◆ ABOUT THIS EXERCISE
Beginning at the top of the data below, write out every line exactly until you reach the line with "Base URL, without", and include that line.
--- INFORMATION SUPPLIED Enclosed Below ---
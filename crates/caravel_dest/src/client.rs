//! Destination API client.

use crate::VideoUpload;
use caravel_error::{ApiError, CaravelResult, HttpError, JsonError};
use reqwest::multipart::{Form, Part};
use serde::Deserialize;
use tracing::{debug, info, instrument, warn};

/// Connection settings for the destination system.
#[derive(Debug, Clone, Deserialize)]
pub struct DestConfig {
    /// Base URL, without the `/api/v1` suffix
    pub url: String,
    /// Admin user performing the migration
    pub user: String,
    /// Migration password, shared by the admin and all created users
    #[serde(default)]
    pub password: String,
    /// Account receiving quarantined videos whose owner is unresolved
    pub quarantine_review_user: Option<String>,
}

impl DestConfig {
    /// API root: `{base}/api/v1`.
    ///
    /// Also the endpoint key scoping the identity mapping store.
    pub fn api_url(&self) -> String {
        format!("{}/api/v1", self.url)
    }
}

/// Client for the destination video-hosting API.
///
/// Holds no tokens itself; callers obtain per-actor tokens from a
/// [`crate::TokenBroker`] and pass them in, so every call is explicit about
/// which actor it runs as.
#[derive(Debug, Clone)]
pub struct DestClient {
    client: reqwest::Client,
    api_url: String,
}

impl DestClient {
    /// Create a client for the configured destination.
    pub fn new(config: &DestConfig) -> Self {
        debug!(url = %config.url, "Creating destination client");
        Self {
            client: reqwest::Client::new(),
            api_url: config.api_url(),
        }
    }

    fn url(&self, endpoint: &str) -> String {
        format!("{}/{}", self.api_url, endpoint)
    }

    async fn fail<T>(url: String, response: reqwest::Response) -> CaravelResult<T> {
        let status = response.status().as_u16();
        let body = response.text().await.unwrap_or_default();
        Err(ApiError::new(url, status, body).into())
    }

    /// Whether an account with this username already exists.
    ///
    /// Probed unauthenticated, before user creation, to catch accounts the
    /// mapping store does not know about.
    #[instrument(skip(self))]
    pub async fn account_exists(&self, username: &str) -> CaravelResult<bool> {
        let url = self.url(&format!("accounts/{username}"));
        let response = self
            .client
            .get(&url)
            .send()
            .await
            .map_err(|e| HttpError::new(format!("GET {url}: {e}")))?;
        Ok(response.status().is_success())
    }

    /// Create a destination user for a migrated profile; returns the new
    /// user id.
    ///
    /// Users are created with the User role and unlimited quotas.
    #[instrument(skip(self, token, password))]
    pub async fn create_user(
        &self,
        token: &str,
        email: &str,
        username: &str,
        password: &str,
    ) -> CaravelResult<String> {
        let url = self.url("users");
        let params = [
            ("email", email),
            ("username", username),
            ("password", password),
            ("role", "2"),
            ("videoQuota", "-1"),
            ("videoQuotaDaily", "-1"),
        ];
        let response = self
            .client
            .post(&url)
            .bearer_auth(token)
            .form(&params)
            .send()
            .await
            .map_err(|e| HttpError::new(format!("POST {url}: {e}")))?;
        if !response.status().is_success() {
            return Self::fail(url, response).await;
        }
        let body: serde_json::Value = response
            .json()
            .await
            .map_err(|e| JsonError::new(format!("POST {url}: {e}")))?;
        let id = body["user"]["id"]
            .as_i64()
            .ok_or_else(|| JsonError::new(format!("POST {url}: response missing user.id")))?;
        info!(username = %username, id = id, "Created destination user");
        Ok(id.to_string())
    }

    /// Update the authenticated user's display name and bio.
    #[instrument(skip(self, token, bio))]
    pub async fn update_me(&self, token: &str, display_name: &str, bio: &str) -> CaravelResult<()> {
        let url = self.url("users/me");
        let params = [("displayName", display_name), ("bio", bio)];
        let response = self
            .client
            .put(&url)
            .bearer_auth(token)
            .form(&params)
            .send()
            .await
            .map_err(|e| HttpError::new(format!("PUT {url}: {e}")))?;
        if !response.status().is_success() {
            return Self::fail(url, response).await;
        }
        Ok(())
    }

    /// First video channel id of the authenticated user.
    #[instrument(skip(self, token))]
    pub async fn channel_id(&self, token: &str) -> CaravelResult<i64> {
        let url = self.url("users/me");
        let response = self
            .client
            .get(&url)
            .bearer_auth(token)
            .send()
            .await
            .map_err(|e| HttpError::new(format!("GET {url}: {e}")))?;
        if !response.status().is_success() {
            return Self::fail(url, response).await;
        }
        let body: serde_json::Value = response
            .json()
            .await
            .map_err(|e| JsonError::new(format!("GET {url}: {e}")))?;
        body["videoChannels"][0]["id"].as_i64().ok_or_else(|| {
            JsonError::new(format!("GET {url}: response missing videoChannels[0].id")).into()
        })
    }

    /// Whether a video with this uuid still exists on the destination.
    ///
    /// Anything other than a success answer counts as "needs recreation".
    #[instrument(skip(self, token))]
    pub async fn video_exists(&self, token: &str, uuid: &str) -> CaravelResult<bool> {
        let url = self.url(&format!("videos/{uuid}"));
        let response = self
            .client
            .get(&url)
            .bearer_auth(token)
            .send()
            .await
            .map_err(|e| HttpError::new(format!("GET {url}: {e}")))?;
        Ok(response.status().is_success())
    }

    /// Upload a video as the actor holding `token`; returns the new uuid.
    #[instrument(skip(self, token, upload), fields(name = %upload.name))]
    pub async fn upload_video(&self, token: &str, upload: &VideoUpload) -> CaravelResult<String> {
        let url = self.url("videos/upload");

        let mut form = Form::new()
            .text("name", upload.name.clone())
            .text("channelId", upload.channel_id.to_string())
            .text("description", upload.description.clone())
            .text("privacy", upload.privacy.to_string())
            .text("commentsEnabled", "true")
            .text("category", upload.category.to_string());
        for tag in &upload.tags {
            form = form.text("tags[]", tag.clone());
        }
        if let Some(published_at) = upload.originally_published_at() {
            form = form.text("originallyPublishedAt", published_at);
        }

        let file = tokio::fs::File::open(&upload.video_path).await.map_err(|e| {
            HttpError::new(format!("open {}: {e}", upload.video_path.display()))
        })?;
        let length = file
            .metadata()
            .await
            .map_err(|e| HttpError::new(format!("stat {}: {e}", upload.video_path.display())))?
            .len();
        let media = Part::stream_with_length(reqwest::Body::from(file), length)
            .file_name(upload.video_filename.clone())
            .mime_str(&upload.video_mimetype)
            .map_err(|e| HttpError::new(format!("media part: {e}")))?;
        form = form.part("videofile", media);

        if let Some(thumbnail) = &upload.thumbnail {
            let bytes = tokio::fs::read(&thumbnail.path).await.map_err(|e| {
                HttpError::new(format!("read {}: {e}", thumbnail.path.display()))
            })?;
            for field in ["previewfile", "thumbnailfile"] {
                let part = Part::bytes(bytes.clone())
                    .file_name(thumbnail.filename.clone())
                    .mime_str("image/jpeg")
                    .map_err(|e| HttpError::new(format!("thumbnail part: {e}")))?;
                form = form.part(field, part);
            }
        }

        let response = self
            .client
            .post(&url)
            .bearer_auth(token)
            .multipart(form)
            .send()
            .await
            .map_err(|e| HttpError::new(format!("POST {url}: {e}")))?;
        if !response.status().is_success() {
            return Self::fail(url, response).await;
        }
        let body: serde_json::Value = response
            .json()
            .await
            .map_err(|e| JsonError::new(format!("POST {url}: {e}")))?;
        let uuid = body["video"]["uuid"]
            .as_str()
            .ok_or_else(|| JsonError::new(format!("POST {url}: response missing video.uuid")))?;
        info!(name = %upload.name, uuid = %uuid, "Uploaded video");
        Ok(uuid.to_string())
    }

    /// Lift the destination's hold on a freshly created video.
    ///
    /// Videos created by non-admin actors default to a held/blacklisted
    /// state; non-quarantine videos are released right after creation.
    #[instrument(skip(self, admin_token))]
    pub async fn remove_from_blacklist(&self, admin_token: &str, uuid: &str) -> CaravelResult<()> {
        let url = self.url(&format!("videos/{uuid}/blacklist"));
        let response = self
            .client
            .delete(&url)
            .bearer_auth(admin_token)
            .send()
            .await
            .map_err(|e| HttpError::new(format!("DELETE {url}: {e}")))?;
        if !response.status().is_success() {
            return Self::fail(url, response).await;
        }
        Ok(())
    }

    /// Create a top-level comment thread on a video as the actor holding
    /// `token`; returns the thread id.
    #[instrument(skip(self, token, text))]
    pub async fn create_comment_thread(
        &self,
        token: &str,
        video_uuid: &str,
        text: &str,
    ) -> CaravelResult<String> {
        let url = self.url(&format!("videos/{video_uuid}/comment-threads"));
        let params = [("text", text)];
        let response = self
            .client
            .post(&url)
            .bearer_auth(token)
            .form(&params)
            .send()
            .await
            .map_err(|e| HttpError::new(format!("POST {url}: {e}")))?;
        if !response.status().is_success() {
            return Self::fail(url, response).await;
        }
        let body: serde_json::Value = response
            .json()
            .await
            .map_err(|e| JsonError::new(format!("POST {url}: {e}")))?;
        let id = body["comment"]["id"]
            .as_i64()
            .ok_or_else(|| JsonError::new(format!("POST {url}: response missing comment.id")))?;
        info!(video = %video_uuid, thread = id, "Created comment thread");
        Ok(id.to_string())
    }

    /// Whether a comment thread still exists on the destination.
    #[instrument(skip(self, token))]
    pub async fn comment_thread_exists(
        &self,
        token: &str,
        video_uuid: &str,
        thread_id: &str,
    ) -> CaravelResult<bool> {
        let url = self.url(&format!("videos/{video_uuid}/comment-threads/{thread_id}"));
        let response = self
            .client
            .get(&url)
            .bearer_auth(token)
            .send()
            .await
            .map_err(|e| HttpError::new(format!("GET {url}: {e}")))?;
        if !response.status().is_success() {
            warn!(video = %video_uuid, thread = %thread_id, "Mapped comment thread missing remotely");
        }
        Ok(response.status().is_success())
    }
}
--- End of Enclosed INFORMATION SUPPLIED ---
◆ SOLUTION TO THIS EXERCISE
filename crates/caravel_dest/src/client.rs
//! Destination API client.

use crate::VideoUpload;
use caravel_error::{ApiError, CaravelResult, HttpError, JsonError};
use reqwest::multipart::{Form, Part};
use serde::Deserialize;
use tracing::{debug, info, instrument, warn};

/// Connection settings for the destination system.
#[derive(Debug, Clone, Deserialize)]
pub struct DestConfig {
    /// Base URL, without the `/api/v1` suffix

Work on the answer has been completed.